Department of Ecology and Evolution, University of Chicago, Chicago, IL.
Center for Population Biology, Department of Evolution and Ecology, University of California, Davis, Davis, CA.
Mol Biol Evol. 2018 Apr 1;35(4):1003-1017. doi: 10.1093/molbev/msy006.

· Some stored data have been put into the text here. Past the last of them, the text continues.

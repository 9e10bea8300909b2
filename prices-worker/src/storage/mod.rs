//! Price storage and the daily aggregation query
//!
//! The aggregation itself is a trait seam: [`PgPriceStore`] pushes it down to
//! PostgreSQL, [`InMemoryPriceStore`] mirrors the same semantics for tests
//! and local runs.

pub mod memory;
pub mod migrations;
pub mod postgres;

use async_trait::async_trait;
use chrono::{DateTime, Utc};
use std::time::Duration;
use thiserror::Error;

use prices_common::DailyAverage;

pub use memory::InMemoryPriceStore;
pub use migrations::{run_migrations, MIGRATION_SQL};
pub use postgres::{DatabaseSettings, PgPriceStore, DAILY_AVERAGE_SQL};

/// Repository errors
#[derive(Error, Debug)]
#[non_exhaustive]
pub enum RepositoryError {
    #[error("Database error: {0}")]
    Database(#[from] sqlx::Error),

    #[error("Store unavailable: {0}")]
    Unavailable(String),

    #[error("Connection acquire timed out after {0:?}")]
    AcquireTimeout(Duration),

    #[error("Invalid data: {0}")]
    InvalidData(String),
}

pub type RepositoryResult<T> = Result<T, RepositoryError>;

/// Source of per-day average prices.
#[async_trait]
pub trait DailyAverageSource: Send + Sync {
    /// One [`DailyAverage`] per UTC calendar day with at least one record in
    /// `[start, end_exclusive)`, ascending by day. Days without records are
    /// omitted.
    async fn daily_averages(
        &self,
        start: DateTime<Utc>,
        end_exclusive: DateTime<Utc>,
    ) -> RepositoryResult<Vec<DailyAverage>>;
}
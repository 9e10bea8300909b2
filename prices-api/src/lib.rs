// prices-api: HTTP front end for daily average prices
//
// Validates requests, hands the work to the background task queue and
// maps the outcome to a JSON response or an error envelope.

pub mod cli;
pub mod config;
pub mod dispatcher;
pub mod docs;
pub mod handler;
pub mod server;

pub use config::Settings;
pub use dispatcher::{AverageDispatcher, DispatchError, DEFAULT_WAIT_TIMEOUT};
pub use handler::{AverageRequest, AverageResponse, ApiError};
pub use docs::ApiDoc;
pub use server::{handle_request, serve, AppState};
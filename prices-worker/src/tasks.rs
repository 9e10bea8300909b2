//! The `compute_daily_average` worker task
//!
//! Takes two ISO date strings, turns them into the half-open UTC window
//! `[start, end + 1 day)`, runs the aggregation and hands back
//! [`DailyAverageRecord`]s as JSON.

use async_trait::async_trait;
use chrono::{DateTime, NaiveDate, NaiveTime, Utc};
use std::sync::Arc;
use thiserror::Error;
use tracing::{debug, warn};

use prices_common::types::DateParseError;
use prices_common::{
    parse_iso_date, DailyAverageRecord, ErrorCode, TaskFailure, TaskOutcome,
    COMPUTE_DAILY_AVERAGE,
};

use crate::registry::{TaskExecutor, TaskRegistry};
use crate::storage::{DailyAverageSource, RepositoryError};

/// Task-level errors
#[derive(Error, Debug)]
#[non_exhaustive]
pub enum TaskError {
    #[error("Invalid argument: {0}")]
    InvalidDate(#[from] DateParseError),

    #[error("Expected {expected} arguments, got {actual}")]
    ArgumentCount { expected: usize, actual: usize },

    #[error("Date {0} has no following day")]
    DateOverflow(NaiveDate),

    #[error("Repository error: {0}")]
    Repository(#[from] RepositoryError),

    #[error("Serialization error: {0}")]
    Serialization(#[from] serde_json::Error),
}

impl TaskError {
    /// Store failures are reported as upstream errors, everything else as a
    /// failed task.
    pub fn code(&self) -> ErrorCode {
        match self {
            TaskError::Repository(_) => ErrorCode::UpstreamError,
            _ => ErrorCode::TaskFailed,
        }
    }

    pub fn to_failure(&self) -> TaskFailure {
        TaskFailure::new(self.code(), self.to_string())
    }
}

/// `[start 00:00 UTC, (end + 1 day) 00:00 UTC)`
pub fn half_open_window(
    start: NaiveDate,
    end: NaiveDate,
) -> Result<(DateTime<Utc>, DateTime<Utc>), TaskError> {
    let end_exclusive = end.succ_opt().ok_or(TaskError::DateOverflow(end))?;
    Ok((
        start.and_time(NaiveTime::MIN).and_utc(),
        end_exclusive.and_time(NaiveTime::MIN).and_utc(),
    ))
}

/// Compute per-day averages for the inclusive date range given as ISO strings.
///
/// Read-only; running it twice over unchanged data yields the same records.
pub async fn compute_daily_average<S>(
    store: &S,
    start_date: &str,
    end_date: &str,
) -> Result<Vec<DailyAverageRecord>, TaskError>
where
    S: DailyAverageSource + ?Sized,
{
    let start = parse_iso_date(start_date)?;
    let end = parse_iso_date(end_date)?;
    let (window_start, window_end) = half_open_window(start, end)?;

    let averages = store.daily_averages(window_start, window_end).await?;

    Ok(averages.iter().map(DailyAverageRecord::from).collect())
}

/// Executor registered under [`COMPUTE_DAILY_AVERAGE`]
pub struct DailyAverageTask {
    store: Arc<dyn DailyAverageSource>,
}

impl DailyAverageTask {
    pub fn new(store: Arc<dyn DailyAverageSource>) -> Self {
        Self { store }
    }

    async fn run(&self, args: &[String]) -> Result<serde_json::Value, TaskError> {
        let [start_date, end_date] = args else {
            return Err(TaskError::ArgumentCount {
                expected: 2,
                actual: args.len(),
            });
        };

        let records = compute_daily_average(self.store.as_ref(), start_date, end_date).await?;
        debug!(
            "{} produced {} record(s) for {}..={}",
            COMPUTE_DAILY_AVERAGE,
            records.len(),
            start_date,
            end_date
        );
        Ok(serde_json::to_value(records)?)
    }
}

#[async_trait]
impl TaskExecutor for DailyAverageTask {
    async fn execute(&self, args: &[String]) -> TaskOutcome {
        self.run(args).await.map_err(|e| {
            warn!("{} failed: {}", COMPUTE_DAILY_AVERAGE, e);
            e.to_failure()
        })
    }
}

impl TaskRegistry {
    /// Registry holding every task the price worker knows about
    pub fn with_price_tasks(store: Arc<dyn DailyAverageSource>) -> Self {
        TaskRegistry::new().with(
            COMPUTE_DAILY_AVERAGE,
            Arc::new(DailyAverageTask::new(store)),
        )
    }
}

#[cfg(test)]
mod tests {
    use super::*;
    use crate::storage::InMemoryPriceStore;

    fn date(s: &str) -> NaiveDate {
        parse_iso_date(s).unwrap()
    }

    #[test]
    fn test_window_covers_whole_end_day() {
        let (start, end) = half_open_window(date("2024-01-05"), date("2024-01-05")).unwrap();
        assert_eq!(start.to_rfc3339(), "2024-01-05T00:00:00+00:00");
        assert_eq!(end.to_rfc3339(), "2024-01-06T00:00:00+00:00");
    }

    #[test]
    fn test_window_overflow_is_an_error() {
        let result = half_open_window(NaiveDate::MIN, NaiveDate::MAX);
        assert!(matches!(result, Err(TaskError::DateOverflow(_))));
    }

    #[test]
    fn test_error_codes() {
        let parse = TaskError::InvalidDate(DateParseError("x".into()));
        assert_eq!(parse.code(), ErrorCode::TaskFailed);

        let store = TaskError::Repository(RepositoryError::Unavailable("down".into()));
        assert_eq!(store.code(), ErrorCode::UpstreamError);
        assert_eq!(store.to_failure().message, "Repository error: Store unavailable: down");
    }

    #[tokio::test]
    async fn test_executor_rejects_wrong_argument_count() {
        let task = DailyAverageTask::new(Arc::new(InMemoryPriceStore::new()));
        let failure = task.execute(&["2024-01-01".to_string()]).await.unwrap_err();

        assert_eq!(failure.code, ErrorCode::TaskFailed);
        assert!(failure.message.contains("Expected 2 arguments, got 1"));
    }

    #[tokio::test]
    async fn test_executor_rejects_malformed_dates() {
        let store = Arc::new(InMemoryPriceStore::new());
        let task = DailyAverageTask::new(store.clone());
        for start in ["2024-13-01", "+2024-1-01", " 2024-1-01"] {
            let failure = task
                .execute(&[start.to_string(), "2024-01-02".to_string()])
                .await
                .unwrap_err();
            assert_eq!(failure.code, ErrorCode::TaskFailed, "{start:?}");
        }

        assert_eq!(store.query_count(), 0, "bad input must not reach the store");
    }

    #[tokio::test]
    async fn test_registry_lists_price_tasks() {
        let registry = TaskRegistry::with_price_tasks(Arc::new(InMemoryPriceStore::new()));
        assert_eq!(registry.names(), vec![COMPUTE_DAILY_AVERAGE]);
        assert!(registry.get(COMPUTE_DAILY_AVERAGE).is_some());
        assert!(registry.get("unknown").is_none());
    }
}
//! Daily Average Price API
//!
//! Provides commands for:
//! - `serve`: Start the HTTP endpoint and the worker pool
//! - `migrate`: Create the price schema
//! - `average`: Compute daily averages once from the command line

use anyhow::Result;
use clap::Parser;

use prices_api::cli::{Cli, Commands};
use prices_common::logging::{init_logging, LogConfig};

#[tokio::main]
async fn main() -> Result<()> {
    // Load environment variables from .env file
    dotenv::dotenv().ok();

    init_logging(LogConfig::from_env())?;

    let cli = Cli::parse();

    match cli.command {
        Commands::Serve(args) => prices_api::cli::serve::execute(args).await?,
        Commands::Migrate(args) => prices_api::cli::migrate::execute(args).await?,
        Commands::Average(args) => prices_api::cli::average::execute(args).await?,
    }

    Ok(())
}
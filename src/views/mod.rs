pub mod camera;
pub mod cameras;
pub mod login;
pub mod timeline;

use crate::model::Timestamp;

/// Human-facing timestamp in the viewer's local zone.
pub fn display_local(ts: &Timestamp) -> String {
    ts.with_timezone(&chrono::Local)
        .format("%Y-%m-%d %H:%M:%S")
        .to_string()
}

The haplotypes of a beneficial allele carry information about its history that can shed light on its age and the putative cause for its increase in frequency. Specifically, the signature of an allele's age is contained in the pattern of variation that mutation and recombination impose on its haplotypic background. We provide a method to exploit this pattern and infer the time to the common ancestor of a positively selected allele following a rapid increase in frequency. We do so using a hidden Markov model which leverages the length distribution of the shared ancestral haplotype, the accumulation of derived mutations on the ancestral background, and the surrounding background haplotype diversity. Using simulations, we demonstrate how the inclusion of information from both mutation and recombination events increases accuracy relative to approaches that only consider a single type of event. We also show the behavior of the estimator in cases where data do not conform to model assumptions, and provide some diagnostics for assessing and improving inference. Using the method, we analyze population-specific patterns in the 1000 Genomes Project data to estimate the timing of adaptation for several variants which show evidence of recent selection and functional relevance to diet, skin pigmentation, and morphology in humans.
有利等位基因的单倍型携带有关其历史的信息,这些信息可以揭示其年龄以及其频率增加的可能原因。具体来说,等位基因年龄的特征包含在突变和重组对其单倍型背景施加的变异模式中。我们提供了一种利用这种模式并推断在频率快速增加后,被正选择的等位基因的共同祖先的时间的方法。我们通过使用隐马尔可夫模型来实现这一点,该模型利用了共享祖先单倍型的长度分布、在祖先背景上积累的衍生突变以及周围背景单倍型多样性。通过模拟,我们展示了与仅考虑单一类型事件的方法相比,包含突变和重组事件信息如何提高准确性。我们还展示了在数据不符合模型假设的情况下,估计器的行为,并提供了一些用于评估和改进推断的诊断方法。我们使用该方法分析了 1000 基因组计划数据中的人群特异性模式,以估计在人类饮食、皮肤色素沉着和形态方面具有近期选择和功能相关性的几个变体的适应时间。